ConnectHome Marks One-Year Anniversary

Pilot program connects public housing residents with low-cost broadband

July 21, 2016

Marijke Visser, associate director of ALA's Office for Information Technology Policy, looks on as students build Kano computer kits at the ConnectHome anniversary event.
Marijke Visser, associate director of ALA's Office for Information Technology Policy, looks on as students build Kano computer kits at the ConnectHome anniversary event.

The US Department of Housing and Urban Development (HUD) marked the first anniversary of its ConnectHome pilot program—which connects public housing residents with low-cost broadband, devices, digital literacy training, and technical assistance—with a large-scale expansion that HUD Secretary Julián Castro called ConnectHome Nation. Public housing and HUD-assisted residents living in Comcast’s service area are now eligible to apply for Internet Essentials, the company’s high-speed internet adoption program for low-income families. Up to 2 million HUD-assisted homes will have access to the program.

The public–private partnership brings together internet service providers, nonprofit organizations, and the private sector to narrow the digital divide for families with school-aged children who live in HUD-assisted housing. It builds on the ConnectED initiative to connect 99% of K–12 students to high-speed internet in classrooms and libraries by 2018. In a July 14 media call, Castro recognized the national partnership of the American Library Association (ALA) and libraries in the 28 pilot communities for helping to create true educational experiences for families.

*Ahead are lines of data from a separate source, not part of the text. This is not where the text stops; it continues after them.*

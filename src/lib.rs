//! b2x: convert between textual encodings of bytes
//!
//! Paste hex, Base64, Base64URL, C escape sequences, quoted-printable or plain
//! text, and b2x works out which one it is, decodes it and renders the bytes
//! in any other format.
//!
//! # Quick Start
//!
//! ```
//! use b2x::{Converter, CopyType, DataType, InputType};
//!
//! let mut converter = Converter::new();
//! converter.copy_type(CopyType::HexArray);
//!
//! let conversion = converter.convert("0x414243");
//! assert_eq!(conversion.input_type, InputType::Hexadecimal);
//! assert_eq!(conversion.data_type, DataType::ASCIIPrintable);
//! assert_eq!(conversion.output, "[0x41, 0x42, 0x43]");
//! ```
//!
//! # Building Blocks
//!
//! Every step of a conversion is also available on its own:
//!
//! ```
//! use b2x::{autodetect_input_type, export_data, input_to_bytes, CopyType, InputType};
//!
//! let input = "caf\\u00e9";
//! let input_type = autodetect_input_type(input);
//! assert_eq!(input_type, InputType::CEscape);
//!
//! let bytes = input_to_bytes(input, input_type);
//! assert_eq!(export_data(CopyType::UTF8, &bytes), "café");
//! assert_eq!(export_data(CopyType::Base64, &bytes), "Y2Fmw6k=");
//! ```
//!
//! # Autodetection
//!
//! Candidates are tried in a fixed order: hexadecimal, Base64, Base64URL,
//! C escape sequences, quoted-printable, ASCII and finally UTF-8. Each one
//! must pass a structural check and then decode without error, so ambiguous
//! input resolves to the earliest type in that list.

mod conversion;
mod converter;
mod copy_type;
mod data_type;
pub mod decode;
mod detect;
pub mod encode;
mod encoding;
mod error;
mod input_type;
mod utf8;

pub use conversion::Conversion;
pub use converter::Converter;
pub use copy_type::CopyType;
pub use data_type::{autodetect_data_type, DataType};
pub use decode::{input_to_bytes, try_input_to_bytes};
pub use detect::autodetect_input_type;
pub use encode::export_data;
pub use error::{ConversionError, Error, Result};
pub use input_type::InputType;
pub use utf8::{is_double_encoded_utf8, is_valid_utf8};

// Re-export for advanced usage
pub use decode::b64::base64_to_bytes;
pub use decode::escape::escape_sequence_to_bytes;
pub use decode::hex::hex_to_bytes;
pub use decode::quoted_printable::qp_to_bytes;
pub use encode::{
    bytes_to_base64, bytes_to_c_escape, bytes_to_hex, bytes_to_hex_array,
    bytes_to_postgres_bytea, bytes_to_utf8,
};
pub use encoding::{fix_double_encoded, legacy_encoding_hint};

Libraries from Meriden, Connecticut, to Nashville, Tennessee, and Cleveland to Seattle are working with local public housing authorities to provide training to youth and their families. At the national level, ALA coordinates across the libraries and back to HUD and its partner EveryoneOn. ALA and libraries also are leveraging and promoting the DigitalLearn.org resources developed by the Public Library Association (PLA). With 19 modules ranging from six to 22 minutes (including 12 translated into Spanish and new courses related to online scams and accounts and passwords), the site had 55,054 unique visitors between May 2015 and May 2016—a 7% increase over the same period the year before. Chicago Public Library has worked with PLA to customize DigitalLearn with a user interface to create accounts, take needs assessments, and create and manage learning plans. This customization option is now available to other libraries as well.

Public–private partnerships

Other ConnectHome partners include Best Buy, GitHub, and the Boys and Girls Clubs of America, which came together with HUD and dozens of students in Washington, D.C., on July 15 to recognize the achievements of the past year. Castro recounted his first day at Stanford University, using a mouse for the first time, and how this knowledge is even more important for every American today. “I know there are people in this room who have big dreams. ConnectHome is about making sure every single person has the tools you need to reach your dreams,” he said. In fact, students at the event built their own digital tools with help from Kano computer kits underwritten by Best Buy.

Devonte Gooding, an “alumnus” of the DC Best Buy Teen Tech Center, paraphrased singer James Brown in the difference technology access has made in his life: “Open the door, and I’ll make my own way through.” Gooding is interning as a photographer in the US Department of Energy’s graphics department. He plans to be the first in his family to graduate from a four-year college.

Digital literacy training

Nashville Public Library offers one example of how libraries are meeting community needs in new and varied ways. ConnectHome Nashville’s top priority is to leverage existing digital inclusion offerings in Nashville-Davidson County to improve the lives of residents. The library has completed a round of basic digital literacy training in the first year of the pilot and is preparing to provide more advanced training, including job training, educational programs, using health resources, and leveraging the StudioNPL digital media lab. The teen-created digital literacy PSA using Studio NPL offers an example of how empowering youth as creators can inspire them and increase awareness of the power of the internet and library resources. The local ConnectHome initiative is also part of a larger Anytime Access for All effort in the city.

Where libraries have the mobile resources, they are taking their training to the public housing residents, as in Nashville and Cleveland. At the 2016 ALA Annual Conference and Exhibition, PLA President and Cleveland Public Library Director Felton Thomas announced the library had reached close to two-thirds of all the families targeted in the pilot with basic training that included online privacy and security.

With summer winding down, ALA and PLA plan to work with HUD and EveryoneOn to increase awareness via webinars and coordinating calls of the range of library services and resources available to students as they prepare to head back to school. ALA also submitted comments this week to HUD supporting its proposals to install broadband infrastructure in new and renovated housing, as well as address broadband access needs for low- and moderate-income residents in community development planning.

ConnectHome is one example among many of how libraries are advancing national and community priorities like digital inclusion and broadband adoption—a key theme for the Policy Revolution! initiative and related work preparing for the forthcoming presidential transition.